//! 에러 타입 정의

use thiserror::Error;

/// PDU 디코딩 에러
#[derive(Error, Debug, Clone, PartialEq, Eq)]
pub enum DecodeError {
    #[error("PDU 헤더 잘림: 최소 {needed} 바이트 필요, {got} 바이트 수신")]
    Truncated { needed: usize, got: usize },

    #[error("페이로드 길이 불일치: 선언 {declared}, 남은 바이트 {available}")]
    LengthMismatch { declared: usize, available: usize },

    #[error("페이로드 최대 크기 초과: {len} > {max}")]
    PayloadTooLarge { len: usize, max: usize },

    #[error("알 수 없는 세그먼트 종류: {0:#06x}")]
    UnknownKind(u16),

    #[error("인증 태그 검증 실패")]
    AuthFailed,

    #[error("페이로드 형식 오류: {0}")]
    MalformedPayload(&'static str),
}

/// 에러 분류
///
/// - `Transient`: 개별 세그먼트 손실/손상, 재전송으로 복구
/// - `Exhausted`: 재전송 시도 소진, 제품 손실로 보고 후 세션 유지
/// - `Protocol`: 잘못된 PDU, 인증 실패. 세그먼트 폐기 후 세션 유지
/// - `Fatal`: 채널 설정 실패 등. 세션 종료
#[derive(Debug, Clone, Copy, PartialEq, Eq)]
pub enum ErrorClass {
    Transient,
    Exhausted,
    Protocol,
    Fatal,
}

/// FMTP 에러 타입
#[derive(Error, Debug)]
pub enum Error {
    #[error("IO 에러: {0}")]
    Io(#[from] std::io::Error),

    #[error("직렬화 에러: {0}")]
    Serialization(#[from] bincode::Error),

    #[error("PDU 디코딩 에러: {0}")]
    Decode(#[from] DecodeError),

    #[error("암호화 에러: {0}")]
    Crypto(#[from] crate::crypto::CryptoError),

    #[error("핸드쉐이크 실패: {0}")]
    Handshake(String),

    #[error("설정 오류: {0}")]
    Config(String),

    #[error("채널 설정 실패 ({attempts}회 시도): {source}")]
    ChannelSetup {
        attempts: u32,
        #[source]
        source: std::io::Error,
    },

    #[error("제품 크기 초과: {size} > {max}")]
    ProductTooLarge { size: u64, max: u64 },

    #[error("유효하지 않은 세그먼트: product={product_id}, offset={offset}, len={len}")]
    InvalidSegment {
        product_id: u32,
        offset: u32,
        len: usize,
    },

    #[error("추적 용량 초과: 최대 {max}개 제품")]
    CapacityExceeded { max: usize },

    #[error("재전송 시도 소진: product={product_id}")]
    RetransmissionExhausted { product_id: u32 },

    #[error("세션 종료 중")]
    Shutdown,

    #[error("연결 종료")]
    ConnectionClosed,

    #[error("잘못된 상태 전이: {from} -> {to}")]
    InvalidState { from: String, to: String },
}

impl Error {
    /// 에러 분류 반환
    pub fn class(&self) -> ErrorClass {
        match self {
            Error::Decode(_) | Error::ProductTooLarge { .. } | Error::InvalidSegment { .. } => {
                ErrorClass::Protocol
            }
            Error::RetransmissionExhausted { .. } => ErrorClass::Exhausted,
            Error::CapacityExceeded { .. } => ErrorClass::Exhausted,
            Error::Io(e)
                if matches!(
                    e.kind(),
                    std::io::ErrorKind::WouldBlock
                        | std::io::ErrorKind::Interrupted
                        | std::io::ErrorKind::TimedOut
                ) =>
            {
                ErrorClass::Transient
            }
            Error::Io(_)
            | Error::Serialization(_)
            | Error::Crypto(_)
            | Error::Handshake(_)
            | Error::Config(_)
            | Error::ChannelSetup { .. }
            | Error::Shutdown
            | Error::ConnectionClosed
            | Error::InvalidState { .. } => ErrorClass::Fatal,
        }
    }
}

/// Result 타입 별칭
pub type Result<T> = std::result::Result<T, Error>;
+ + +
__Required work__. Of the lines above, copy each that contains "ConnectionClosed".

__Reply__.
    ConnectionClosed,
            | Error::ConnectionClosed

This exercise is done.